● **Collected data**
┌──

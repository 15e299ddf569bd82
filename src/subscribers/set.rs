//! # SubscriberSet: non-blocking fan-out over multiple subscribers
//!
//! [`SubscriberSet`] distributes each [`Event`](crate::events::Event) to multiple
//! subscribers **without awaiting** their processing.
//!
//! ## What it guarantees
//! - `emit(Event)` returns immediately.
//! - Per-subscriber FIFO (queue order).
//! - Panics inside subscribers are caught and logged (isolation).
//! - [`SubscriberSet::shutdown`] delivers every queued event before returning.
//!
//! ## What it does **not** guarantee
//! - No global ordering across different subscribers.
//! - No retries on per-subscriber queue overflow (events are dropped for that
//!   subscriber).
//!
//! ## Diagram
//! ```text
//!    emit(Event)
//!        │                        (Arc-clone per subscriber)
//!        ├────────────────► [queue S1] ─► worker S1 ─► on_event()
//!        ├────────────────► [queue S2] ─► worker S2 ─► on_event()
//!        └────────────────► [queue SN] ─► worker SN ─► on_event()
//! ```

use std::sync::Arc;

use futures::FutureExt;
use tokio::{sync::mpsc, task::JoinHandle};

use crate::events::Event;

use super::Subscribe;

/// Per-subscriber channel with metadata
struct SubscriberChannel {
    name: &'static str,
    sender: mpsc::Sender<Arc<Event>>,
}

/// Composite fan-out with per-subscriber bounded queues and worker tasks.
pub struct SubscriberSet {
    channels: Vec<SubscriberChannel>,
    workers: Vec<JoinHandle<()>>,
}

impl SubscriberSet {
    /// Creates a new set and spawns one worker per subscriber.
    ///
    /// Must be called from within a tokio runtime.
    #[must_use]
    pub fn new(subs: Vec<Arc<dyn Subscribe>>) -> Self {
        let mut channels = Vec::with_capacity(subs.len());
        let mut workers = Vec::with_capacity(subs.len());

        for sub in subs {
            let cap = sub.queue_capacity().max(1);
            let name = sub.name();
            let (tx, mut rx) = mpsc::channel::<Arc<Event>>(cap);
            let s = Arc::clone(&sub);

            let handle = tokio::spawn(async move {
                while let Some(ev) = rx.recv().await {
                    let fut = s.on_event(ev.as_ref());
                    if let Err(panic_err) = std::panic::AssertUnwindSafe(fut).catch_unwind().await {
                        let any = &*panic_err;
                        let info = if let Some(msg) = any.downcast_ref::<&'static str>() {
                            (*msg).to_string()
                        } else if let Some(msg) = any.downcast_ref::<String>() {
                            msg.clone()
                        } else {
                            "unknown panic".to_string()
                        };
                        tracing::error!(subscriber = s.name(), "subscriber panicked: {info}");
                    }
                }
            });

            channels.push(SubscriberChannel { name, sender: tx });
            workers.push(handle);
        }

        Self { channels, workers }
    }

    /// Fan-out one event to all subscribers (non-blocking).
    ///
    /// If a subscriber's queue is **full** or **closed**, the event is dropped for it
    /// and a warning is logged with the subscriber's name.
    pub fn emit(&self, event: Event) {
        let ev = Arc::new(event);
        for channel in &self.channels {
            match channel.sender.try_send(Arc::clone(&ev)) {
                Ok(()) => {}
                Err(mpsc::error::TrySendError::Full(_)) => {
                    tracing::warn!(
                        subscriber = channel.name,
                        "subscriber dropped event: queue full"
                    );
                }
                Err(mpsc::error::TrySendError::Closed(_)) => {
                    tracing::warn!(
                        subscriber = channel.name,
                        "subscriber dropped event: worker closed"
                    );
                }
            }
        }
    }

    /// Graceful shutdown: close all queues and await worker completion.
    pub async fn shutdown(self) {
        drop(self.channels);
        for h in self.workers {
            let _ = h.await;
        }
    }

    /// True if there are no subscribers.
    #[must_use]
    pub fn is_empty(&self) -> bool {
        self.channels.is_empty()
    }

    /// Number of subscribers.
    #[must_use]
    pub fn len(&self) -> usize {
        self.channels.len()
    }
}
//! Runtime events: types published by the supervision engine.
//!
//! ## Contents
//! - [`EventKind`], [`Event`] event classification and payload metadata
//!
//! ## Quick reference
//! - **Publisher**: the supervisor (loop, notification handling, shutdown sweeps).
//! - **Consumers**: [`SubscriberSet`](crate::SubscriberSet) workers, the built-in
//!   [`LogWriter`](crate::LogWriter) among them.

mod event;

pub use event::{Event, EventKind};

└──
┌──

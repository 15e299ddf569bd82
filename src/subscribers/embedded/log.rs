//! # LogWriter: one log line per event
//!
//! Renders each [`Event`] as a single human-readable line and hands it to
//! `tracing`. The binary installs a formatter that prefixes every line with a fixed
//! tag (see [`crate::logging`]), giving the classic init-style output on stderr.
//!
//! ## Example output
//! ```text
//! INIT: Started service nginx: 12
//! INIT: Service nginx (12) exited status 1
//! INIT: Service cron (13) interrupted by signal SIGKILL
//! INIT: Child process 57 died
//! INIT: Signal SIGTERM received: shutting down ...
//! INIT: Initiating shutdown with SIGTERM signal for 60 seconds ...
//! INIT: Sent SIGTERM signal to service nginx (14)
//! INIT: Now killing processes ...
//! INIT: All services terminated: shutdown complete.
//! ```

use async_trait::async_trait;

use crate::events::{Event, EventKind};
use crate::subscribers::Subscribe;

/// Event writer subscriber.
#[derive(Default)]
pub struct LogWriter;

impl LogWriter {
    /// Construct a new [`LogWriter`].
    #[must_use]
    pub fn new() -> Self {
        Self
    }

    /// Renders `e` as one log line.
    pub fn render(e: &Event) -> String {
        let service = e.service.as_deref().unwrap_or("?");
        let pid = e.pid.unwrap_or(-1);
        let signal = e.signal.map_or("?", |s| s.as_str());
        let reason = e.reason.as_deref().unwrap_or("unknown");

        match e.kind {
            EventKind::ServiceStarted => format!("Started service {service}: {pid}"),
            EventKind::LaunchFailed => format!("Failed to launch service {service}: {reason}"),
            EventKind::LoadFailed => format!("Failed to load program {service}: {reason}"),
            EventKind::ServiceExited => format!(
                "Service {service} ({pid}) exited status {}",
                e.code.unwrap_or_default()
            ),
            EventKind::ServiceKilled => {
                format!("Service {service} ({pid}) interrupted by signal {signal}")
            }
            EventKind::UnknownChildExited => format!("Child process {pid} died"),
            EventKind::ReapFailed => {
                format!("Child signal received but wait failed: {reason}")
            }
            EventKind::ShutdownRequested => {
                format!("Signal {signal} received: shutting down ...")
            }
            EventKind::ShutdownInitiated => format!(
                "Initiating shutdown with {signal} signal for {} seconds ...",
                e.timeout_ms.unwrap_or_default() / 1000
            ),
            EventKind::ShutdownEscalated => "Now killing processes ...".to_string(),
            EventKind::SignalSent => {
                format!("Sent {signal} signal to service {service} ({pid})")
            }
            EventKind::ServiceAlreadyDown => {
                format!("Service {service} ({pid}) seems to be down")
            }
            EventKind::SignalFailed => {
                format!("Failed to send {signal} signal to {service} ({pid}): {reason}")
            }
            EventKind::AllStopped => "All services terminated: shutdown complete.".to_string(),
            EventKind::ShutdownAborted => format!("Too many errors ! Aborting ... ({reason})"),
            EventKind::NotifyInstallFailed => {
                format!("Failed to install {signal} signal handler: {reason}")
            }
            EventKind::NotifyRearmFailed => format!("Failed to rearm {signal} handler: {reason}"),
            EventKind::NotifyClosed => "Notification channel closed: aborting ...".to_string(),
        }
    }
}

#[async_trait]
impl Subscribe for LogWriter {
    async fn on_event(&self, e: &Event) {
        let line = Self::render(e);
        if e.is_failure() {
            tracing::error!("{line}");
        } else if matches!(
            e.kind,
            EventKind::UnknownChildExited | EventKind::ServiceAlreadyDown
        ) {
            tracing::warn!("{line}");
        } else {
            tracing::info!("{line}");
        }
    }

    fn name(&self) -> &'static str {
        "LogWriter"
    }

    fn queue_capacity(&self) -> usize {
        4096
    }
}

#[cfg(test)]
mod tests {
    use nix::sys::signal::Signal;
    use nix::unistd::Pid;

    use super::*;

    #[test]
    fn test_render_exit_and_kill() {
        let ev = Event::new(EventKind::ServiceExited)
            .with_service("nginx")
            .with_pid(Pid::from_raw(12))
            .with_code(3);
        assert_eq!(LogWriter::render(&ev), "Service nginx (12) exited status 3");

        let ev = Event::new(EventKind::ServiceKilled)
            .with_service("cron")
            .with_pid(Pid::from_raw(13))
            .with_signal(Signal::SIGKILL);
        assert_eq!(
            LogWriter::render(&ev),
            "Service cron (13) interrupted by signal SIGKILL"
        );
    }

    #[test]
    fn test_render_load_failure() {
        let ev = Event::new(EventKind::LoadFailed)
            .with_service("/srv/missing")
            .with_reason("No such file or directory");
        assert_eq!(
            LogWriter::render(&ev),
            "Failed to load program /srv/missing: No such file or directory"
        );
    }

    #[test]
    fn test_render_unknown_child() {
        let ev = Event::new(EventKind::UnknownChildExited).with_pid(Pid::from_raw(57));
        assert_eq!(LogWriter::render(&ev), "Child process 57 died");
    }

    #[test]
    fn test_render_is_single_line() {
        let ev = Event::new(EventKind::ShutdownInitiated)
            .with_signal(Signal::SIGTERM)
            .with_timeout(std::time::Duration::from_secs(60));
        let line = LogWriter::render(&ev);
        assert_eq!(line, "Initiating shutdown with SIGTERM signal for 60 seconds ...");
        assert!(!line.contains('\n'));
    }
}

└──

Identify the lines above with the word "missing". Copy them.

● **Output for this exercise**
            .with_service("/srv/missing")
            "Failed to load program /srv/missing: No such file or directory"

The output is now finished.